Suspend Your Disbelief

Shop Talk |

Fact Checking Fiction?

Like many writers, I often get caught up in details. While working on my novel, I found myself checking the phases of the moon for a particular night, the temperature and weather for a particular day, whether Post-It Notes had been invented by 1977 (no), and when those annoying fasten-seat-belt warning lights became standard in cars (earlier than you’d think). Yes, fiction is made up—but sometimes, if I find myself setting an event in a particular place at a particular time, I feel obligated to get the facts right.

Now the Canadian literary journal Taddle Creek is taking fact-checking to the next level—even in its fiction. Spot an error, no matter how small, and you’ll get a free two-year subscription.
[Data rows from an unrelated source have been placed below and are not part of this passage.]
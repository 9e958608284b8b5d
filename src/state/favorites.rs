//! Favorite restaurants, persisted as a JSON array of IDs.
//!
//! SYSTEM CONTEXT
//! ==============
//! Every operation re-reads storage and writes the full set back before
//! returning, all inside one event-handler turn, so two mutations on one
//! page never interleave. Two tabs writing the same key are last-write-wins.
//!
//! ERROR HANDLING
//! ==============
//! [`FavoritesStore::load`] reports storage failures. Everything else is
//! fail-soft: unreadable or malformed storage reads as the empty set, and a
//! failed write turns the mutation into a logged no-op with no notification.

#[cfg(test)]
#[path = "favorites_test.rs"]
mod favorites_test;

use std::fmt;

use serde::{Deserialize, Deserializer, Serialize};

use crate::config::FavoritesConfig;
use crate::util::storage::{KeyValueStorage, StorageError, load_json, save_json};

/// Non-negative restaurant identifier.
#[derive(Clone, Copy, Debug, PartialEq, Eq, PartialOrd, Ord, Hash, Serialize, Deserialize)]
#[serde(transparent)]
pub struct RestaurantId(u64);

impl RestaurantId {
    pub const fn new(id: u64) -> Self {
        Self(id)
    }

    pub const fn get(self) -> u64 {
        self.0
    }

    /// Lenient integer coercion for attribute values.
    ///
    /// Skips leading whitespace and an optional `+`, then reads the leading
    /// run of ASCII digits: `" 12abc"` is 12. Returns `None` when there are
    /// no digits, the value is negative, or it overflows.
    pub fn parse(raw: &str) -> Option<Self> {
        let trimmed = raw.trim_start();
        let unsigned = trimmed.strip_prefix('+').unwrap_or(trimmed);
        let end = unsigned
            .find(|c: char| !c.is_ascii_digit())
            .unwrap_or(unsigned.len());
        match unsigned[..end].parse::<u64>() {
            Ok(id) => Some(Self(id)),
            Err(_) => None,
        }
    }

    /// Coercion for IDs passed as JS numbers: truncates toward zero and
    /// rejects negatives, non-finite values, and anything past 2^53.
    #[allow(clippy::cast_possible_truncation, clippy::cast_sign_loss)]
    pub fn from_number(value: f64) -> Option<Self> {
        const MAX_EXACT: f64 = 9_007_199_254_740_992.0;
        let whole = value.trunc();
        if whole.is_finite() && (0.0..=MAX_EXACT).contains(&whole) {
            Some(Self(whole as u64))
        } else {
            None
        }
    }
}

impl From<u64> for RestaurantId {
    fn from(id: u64) -> Self {
        Self(id)
    }
}

impl fmt::Display for RestaurantId {
    fn fmt(&self, f: &mut fmt::Formatter<'_>) -> fmt::Result {
        write!(f, "{}", self.0)
    }
}

/// Insertion-ordered set of favorite restaurant IDs.
#[derive(Clone, Debug, Default, PartialEq, Eq, Serialize)]
#[serde(transparent)]
pub struct FavoriteSet {
    ids: Vec<RestaurantId>,
}

impl FavoriteSet {
    pub fn new() -> Self {
        Self::default()
    }

    /// Build a set from `ids`, keeping the first occurrence of each.
    pub fn from_ids(ids: impl IntoIterator<Item = RestaurantId>) -> Self {
        let mut set = Self::new();
        for id in ids {
            set.insert(id);
        }
        set
    }

    pub fn contains(&self, id: RestaurantId) -> bool {
        self.ids.contains(&id)
    }

    /// Returns `true` if `id` was absent.
    pub fn insert(&mut self, id: RestaurantId) -> bool {
        if self.contains(id) {
            return false;
        }
        self.ids.push(id);
        true
    }

    /// Returns `true` if `id` was present.
    pub fn remove(&mut self, id: RestaurantId) -> bool {
        let Some(index) = self.ids.iter().position(|&existing| existing == id) else {
            return false;
        };
        self.ids.remove(index);
        true
    }

    pub fn len(&self) -> usize {
        self.ids.len()
    }

    pub fn is_empty(&self) -> bool {
        self.ids.is_empty()
    }

    pub fn iter(&self) -> impl Iterator<Item = RestaurantId> + '_ {
        self.ids.iter().copied()
    }

    pub fn as_slice(&self) -> &[RestaurantId] {
        &self.ids
    }

    pub fn into_vec(self) -> Vec<RestaurantId> {
        self.ids
    }
}

impl<'de> Deserialize<'de> for FavoriteSet {
    fn deserialize<D: Deserializer<'de>>(deserializer: D) -> Result<Self, D::Error> {
        let ids = Vec::<RestaurantId>::deserialize(deserializer)?;
        Ok(Self::from_ids(ids))
    }
}

/// What a mutation did.
#[derive(Clone, Copy, Debug, PartialEq, Eq)]
pub enum FavoriteChange {
    Added(RestaurantId),
    Removed(RestaurantId),
    Cleared,
}

impl FavoriteChange {
    /// Page-level notification for a single-id change. `Cleared` has none.
    pub fn as_event(self) -> Option<FavoriteChanged> {
        match self {
            Self::Added(restaurant_id) => Some(FavoriteChanged { restaurant_id, is_favorite: true }),
            Self::Removed(restaurant_id) => Some(FavoriteChanged { restaurant_id, is_favorite: false }),
            Self::Cleared => None,
        }
    }
}

/// Detail payload of the `favoriteChanged` DOM event.
#[derive(Clone, Copy, Debug, PartialEq, Eq, Serialize)]
#[serde(rename_all = "camelCase")]
pub struct FavoriteChanged {
    pub restaurant_id: RestaurantId,
    pub is_favorite: bool,
}

pub type ListenerId = u64;

type Listener = Box<dyn Fn(FavoriteChange, &FavoriteSet)>;

/// Persistent favorites with change subscription.
///
/// Mutations take `&self`, so listeners may read the store while they run.
pub struct FavoritesStore<S> {
    storage: S,
    key: String,
    listeners: Vec<(ListenerId, Listener)>,
    next_listener: ListenerId,
}

impl<S: KeyValueStorage> FavoritesStore<S> {
    pub fn new(storage: S, key: impl Into<String>) -> Self {
        Self {
            storage,
            key: key.into(),
            listeners: Vec::new(),
            next_listener: 0,
        }
    }

    /// Initialize a store for the page and log what it found.
    pub fn open(storage: S, config: &FavoritesConfig) -> Self {
        let store = Self::new(storage, config.storage_key.clone());
        match store.load() {
            Ok(set) => log::info!("favorites initialized: {} saved", set.len()),
            Err(e) => log::warn!("favorites initialized without saved data: {e}"),
        }
        store
    }

    /// Tear down: drop every listener and hand back the storage adapter.
    pub fn close(self) -> S {
        log::debug!("favorites store closed with {} listeners", self.listeners.len());
        self.storage
    }

    pub fn key(&self) -> &str {
        &self.key
    }

    /// Read the persisted set. An absent key is the empty set.
    ///
    /// # Errors
    ///
    /// Returns the storage failure, or [`StorageError::Malformed`] when the
    /// stored value is not a JSON array of non-negative integers.
    pub fn load(&self) -> Result<FavoriteSet, StorageError> {
        Ok(load_json(&self.storage, &self.key)?.unwrap_or_default())
    }

    /// Fail-soft read used by every other operation.
    pub fn snapshot(&self) -> FavoriteSet {
        match self.load() {
            Ok(set) => set,
            Err(e) => {
                log::error!("failed to read favorites: {e}");
                FavoriteSet::new()
            }
        }
    }

    pub fn list(&self) -> Vec<RestaurantId> {
        self.snapshot().into_vec()
    }

    pub fn contains(&self, id: RestaurantId) -> bool {
        self.snapshot().contains(id)
    }

    /// Membership test for an unparsed ID; non-numeric input is never a member.
    pub fn contains_raw(&self, raw: &str) -> bool {
        RestaurantId::parse(raw).is_some_and(|id| self.contains(id))
    }

    pub fn count(&self) -> usize {
        self.snapshot().len()
    }

    /// Read for a mutation. Unreadable storage yields `None` so nothing is
    /// written over it; a malformed value is replaced by the next write.
    fn snapshot_for_write(&self) -> Option<FavoriteSet> {
        match self.load() {
            Ok(set) => Some(set),
            Err(StorageError::Malformed(e)) => {
                log::warn!("discarding malformed favorites: {e}");
                Some(FavoriteSet::new())
            }
            Err(e) => {
                log::error!("failed to read favorites, change skipped: {e}");
                None
            }
        }
    }

    /// Returns `true` if this call added `id`.
    pub fn add(&self, id: RestaurantId) -> bool {
        let Some(mut set) = self.snapshot_for_write() else {
            return false;
        };
        if !set.insert(id) {
            log::info!("restaurant {id} is already a favorite");
            return false;
        }
        if !self.persist(&set) {
            return false;
        }
        log::info!("restaurant {id} added to favorites");
        self.notify(FavoriteChange::Added(id), &set);
        true
    }

    /// Returns `true` if this call removed `id`.
    pub fn remove(&self, id: RestaurantId) -> bool {
        let Some(mut set) = self.snapshot_for_write() else {
            return false;
        };
        if !set.remove(id) {
            log::info!("restaurant {id} is not a favorite");
            return false;
        }
        if !self.persist(&set) {
            return false;
        }
        log::info!("restaurant {id} removed from favorites");
        self.notify(FavoriteChange::Removed(id), &set);
        true
    }

    /// Flip membership and return whether `id` is a favorite afterwards.
    ///
    /// A failed write leaves membership unchanged and the return value says so.
    /// Unreadable storage reports `false`.
    pub fn toggle(&self, id: RestaurantId) -> bool {
        let Some(set) = self.snapshot_for_write() else {
            return false;
        };
        if set.contains(id) {
            !self.remove(id)
        } else {
            self.add(id)
        }
    }

    /// Delete the persisted entry entirely.
    pub fn clear(&self) {
        if let Err(e) = self.storage.remove_item(&self.key) {
            log::error!("failed to clear favorites: {e}");
            return;
        }
        log::info!("all favorites removed");
        self.notify(FavoriteChange::Cleared, &FavoriteSet::new());
    }

    /// Register a listener called after every persisted mutation.
    pub fn subscribe(&mut self, listener: impl Fn(FavoriteChange, &FavoriteSet) + 'static) -> ListenerId {
        let id = self.next_listener;
        self.next_listener += 1;
        self.listeners.push((id, Box::new(listener)));
        id
    }

    /// Returns `true` if `id` was registered.
    pub fn unsubscribe(&mut self, id: ListenerId) -> bool {
        let before = self.listeners.len();
        self.listeners.retain(|(existing, _)| *existing != id);
        self.listeners.len() != before
    }

    fn persist(&self, set: &FavoriteSet) -> bool {
        match save_json(&self.storage, &self.key, set) {
            Ok(()) => true,
            Err(e) => {
                log::error!("failed to save favorites: {e}");
                false
            }
        }
    }

    fn notify(&self, change: FavoriteChange, set: &FavoriteSet) {
        for (_, listener) in &self.listeners {
            listener(change, set);
        }
    }
}
use super::*;

#[test]
fn parse_known_radio_values() {
    assert_eq!(ImageChoice::parse("url"), Some(ImageChoice::Url));
    assert_eq!(ImageChoice::parse("upload"), Some(ImageChoice::Upload));
    assert_eq!(ImageChoice::parse("nenhuma"), Some(ImageChoice::Omit));
    assert_eq!(ImageChoice::parse("URL"), None);
    assert_eq!(ImageChoice::parse(""), None);
}

#[test]
fn only_omit_skips_image_fields() {
    assert!(ImageChoice::Url.submits_image());
    assert!(ImageChoice::Upload.submits_image());
    assert!(!ImageChoice::Omit.submits_image());
}

#[test]
fn url_choice_enables_url_and_clears_upload() {
    let plan = ImageFieldPlan::for_choice(ImageChoice::Url);
    assert_eq!(plan.url, FieldState { visible: true, enabled: true, clear: false });
    assert_eq!(plan.upload, FieldState { visible: false, enabled: false, clear: true });
}

#[test]
fn upload_choice_enables_upload_and_clears_url() {
    let plan = ImageFieldPlan::for_choice(ImageChoice::Upload);
    assert!(plan.upload.visible && plan.upload.enabled && !plan.upload.clear);
    assert!(!plan.url.visible && !plan.url.enabled && plan.url.clear);
}

#[test]
fn omit_choice_disables_and_clears_both() {
    let plan = ImageFieldPlan::for_choice(ImageChoice::Omit);
    for field in [plan.url, plan.upload] {
        assert!(!field.visible);
        assert!(!field.enabled);
        assert!(field.clear);
    }
}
From the magazine’s website:

Some would argue small errors don’t matter that much but, taking things to extremes, as Taddle Creek is wont to do, the magazine disagrees. Maintaining the gold standard of literary-magazine fact-checking means fessing up to even the smallest of mistakes. And so, beginning immediately, the magazine will make note of and correct any erroneous information it discovers in its pages, regardless of its perceived importance. […] For the sake of public record, the on-line corrections page also lists every error that has come to the magazine’s attention since its first issue.

Errors caught so far range from typos (“The word “to” was missing in Taddle Creek’s response to the letter writer Nadia Laham in the summer, 2010, issue”) to issues of consumer correctness (“The magazine’s Halloween, 2008, editorial stated that Original Foods was the only company in Canada still manufacturing molasses kisses. A loyal reader presented Taddle Creek with a bag of Kerr’s kisses shortly thereafter, proving otherwise”) to technical (“Page 24 of the summer, 2003, issue was printed off-centre. The copy should be slightly higher and to the right.”).
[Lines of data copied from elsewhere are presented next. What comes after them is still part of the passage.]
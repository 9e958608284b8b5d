//! Modal dialogs: open/close, Escape handling, and focus return.
//!
//! Only one modal is open at a time. Opening remembers what had focus and
//! closing hands it back; focus is not trapped inside the dialog.

#[cfg(test)]
#[path = "modal_test.rs"]
mod modal_test;

pub const OPEN_CLASS: &str = "isOpen";
pub const BODY_OPEN_CLASS: &str = "modalOpen";
pub const CONTAINER_SELECTOR: &str = ".modalContainer";
pub const OPENER_SELECTOR: &str = "[data-modal-target]";
pub const OPENER_ATTRIBUTE: &str = "data-modal-target";
pub const CLOSE_SELECTOR: &str = "[data-modal-close]";

/// Keys that dismiss the open modal.
pub fn is_dismiss_key(key: &str) -> bool {
    key == "Escape"
}

/// Which modal is open and where focus goes back to.
///
/// `M` is the modal handle and `F` the focus target; both are DOM elements
/// in the browser and plain values in tests.
#[derive(Clone, Debug)]
pub struct ModalState<M, F> {
    open: Option<M>,
    restore_focus: Option<F>,
}

impl<M, F> Default for ModalState<M, F> {
    fn default() -> Self {
        Self { open: None, restore_focus: None }
    }
}

impl<M, F> ModalState<M, F> {
    pub fn new() -> Self {
        Self::default()
    }

    /// Record `modal` as open. `focused` is whatever had focus before; a
    /// modal opened over another one keeps the newer focus target.
    pub fn open(&mut self, modal: M, focused: Option<F>) {
        self.open = Some(modal);
        self.restore_focus = focused;
    }

    /// Forget the open modal and return the element to refocus.
    pub fn close(&mut self) -> Option<F> {
        self.open = None;
        self.restore_focus.take()
    }

    pub fn is_open(&self) -> bool {
        self.open.is_some()
    }

    pub fn current(&self) -> Option<&M> {
        self.open.as_ref()
    }
}

#[cfg(feature = "hydrate")]
pub use dom_modal::ModalController;

#[cfg(feature = "hydrate")]
mod dom_modal {
    use std::cell::RefCell;

    use wasm_bindgen::JsCast;
    use web_sys::{Document, Element, HtmlElement};

    use super::{BODY_OPEN_CLASS, CONTAINER_SELECTOR, ModalState, OPEN_CLASS};
    use crate::util::dom::{self, OkOrLog as _, warn_on_err};

    /// Shows and hides `.modalContainer` elements on one document.
    pub struct ModalController {
        document: Document,
        state: RefCell<ModalState<Element, HtmlElement>>,
    }

    impl ModalController {
        pub fn new(document: Document) -> Self {
            Self { document, state: RefCell::new(ModalState::new()) }
        }

        pub fn open(&self, modal: &Element) {
            let focused = self
                .document
                .active_element()
                .and_then(|el| el.dyn_into::<HtmlElement>().ok_or_log());
            self.state.borrow_mut().open(modal.clone(), focused);
            dom::add_class(modal, OPEN_CLASS);
            dom::set_attribute(modal, "aria-hidden", "false");
            if let Some(body) = self.document.body() {
                dom::add_class(&body, BODY_OPEN_CLASS);
            }
        }

        pub fn close(&self, modal: &Element) {
            dom::remove_class(modal, OPEN_CLASS);
            dom::set_attribute(modal, "aria-hidden", "true");
            if let Some(body) = self.document.body() {
                dom::remove_class(&body, BODY_OPEN_CLASS);
            }
            let restore = self.state.borrow_mut().close();
            if let Some(target) = restore {
                warn_on_err(target.focus(), "focus");
            }
        }

        /// Close whichever modal is currently shown, if any.
        pub fn close_open(&self) {
            let selector = format!("{CONTAINER_SELECTOR}.{OPEN_CLASS}");
            if let Some(modal) = dom::query(&self.document, &selector) {
                self.close(&modal);
            }
        }

        /// Close the modal enclosing `inner`.
        pub fn close_enclosing(&self, inner: &Element) {
            if let Some(modal) = dom::closest(inner, CONTAINER_SELECTOR) {
                self.close(&modal);
            }
        }
    }
}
Moreover, each error listing tells you exactly whom to blame: “It was the printer’s fault.” “The magazine has no good excuse for this. It was simple sloppiness.” “Taddle Creek caught this error before press and pointed it out to Mike, but he refused to make the change.” “It was Taddle Creek’s fault for not assuming someone would ever make a mural with Heart as its focus. It knows better now.”

Are they joking? Sort of. But not really. Taddle Creek offers a passionate argument for fact-checking fiction, along with the 16-page The Taddle Creek Guidebook to Fact-checking Fiction. And the Columbia Journalism Review suggests that they’re actually serious:

[Taddle Creek editor-in-chief and publisher Conan] Tobias is also dedicated to his goal of accuracy. He started at Canadian Business as a fact checker and worked his way up. He also played a big role in bringing the discipline to Taddle Creek.
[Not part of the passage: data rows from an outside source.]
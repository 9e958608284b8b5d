//! `FavoritesManager`: the page's favorites store exported to other scripts.
//!
//! The page's module loader publishes the class as
//! `window.FavoritesManager` after init. Every call goes
//! through the store mounted by [`crate::app`], so its listeners keep the
//! badge and the favorite controls in sync. IDs may be numbers or strings;
//! strings use the same lenient parse as `data-restaurant-id`.

use std::cell::RefCell;
use std::rc::Rc;

use wasm_bindgen::JsValue;
use wasm_bindgen::prelude::wasm_bindgen;

use crate::state::favorites::{FavoritesStore, RestaurantId};
use crate::util::storage::LocalStorage;

thread_local! {
    static PAGE_STORE: RefCell<Option<Rc<FavoritesStore<LocalStorage>>>> = const { RefCell::new(None) };
}

/// Make `store` the target of every exported call.
pub fn register(store: Rc<FavoritesStore<LocalStorage>>) {
    PAGE_STORE.with(|slot| *slot.borrow_mut() = Some(store));
}

/// Run `f` against the mounted store. The slot borrow is released first so
/// listeners fired by `f` may call back in.
fn with_store<T>(fallback: T, f: impl FnOnce(&FavoritesStore<LocalStorage>) -> T) -> T {
    let Some(store) = PAGE_STORE.with(|slot| slot.borrow().clone()) else {
        log::warn!("FavoritesManager called before the page was mounted");
        return fallback;
    };
    f(&store)
}

fn coerce_id(value: &JsValue) -> Option<RestaurantId> {
    let id = value
        .as_f64()
        .and_then(RestaurantId::from_number)
        .or_else(|| value.as_string().and_then(|raw| RestaurantId::parse(&raw)));
    if id.is_none() {
        log::warn!("ignoring non-numeric restaurant id {value:?}");
    }
    id
}

#[wasm_bindgen]
pub struct FavoritesManager;

#[wasm_bindgen]
impl FavoritesManager {
    /// Favorite IDs in insertion order.
    #[allow(clippy::cast_precision_loss)]
    pub fn list() -> Vec<f64> {
        with_store(Vec::new(), |store| {
            store.snapshot().iter().map(|id| id.get() as f64).collect()
        })
    }

    pub fn contains(id: &JsValue) -> bool {
        coerce_id(id).is_some_and(|id| with_store(false, |store| store.contains(id)))
    }

    pub fn add(id: &JsValue) -> bool {
        coerce_id(id).is_some_and(|id| with_store(false, |store| store.add(id)))
    }

    pub fn remove(id: &JsValue) -> bool {
        coerce_id(id).is_some_and(|id| with_store(false, |store| store.remove(id)))
    }

    /// Membership after the call.
    pub fn toggle(id: &JsValue) -> bool {
        coerce_id(id).is_some_and(|id| with_store(false, |store| store.toggle(id)))
    }

    pub fn count() -> usize {
        with_store(0, FavoritesStore::count)
    }

    pub fn clear() {
        with_store((), FavoritesStore::clear);
    }
}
“There are facts in fiction as well, and it’s perfectly valid [to check them],” he says. “… If you have a real world name in there you want to have it right. Why have it wrong?” […]

“I’m happy to say that a lot of the errors listed are for absurd stuff … there have not been a lot of errors that I know of in the magazine,” he says. “It is serious business and it is something we will keep up. The corrections are there because it’s the right thing to do … But there’s no reason a correction page has to be boring.”

uwem_bookRemoving our tongues from our cheeks for a moment, though, this brings up a serious question: how important is it to get the facts right in fiction? When a friend from grad school, Uwem Akpan, had a story accepted by the New Yorker, I was surprised to learn that a fact-checker combed through every detail in the piece, from the foods mentioned to the slang the characters speak.

So tell us: what’s your personal rule on this? Does it bother you if, say, a character uses an anachronistic product? Do you care if May 25, 1977, actually had a full moon but is described as having a crescent? Do you check the facts in your own fiction?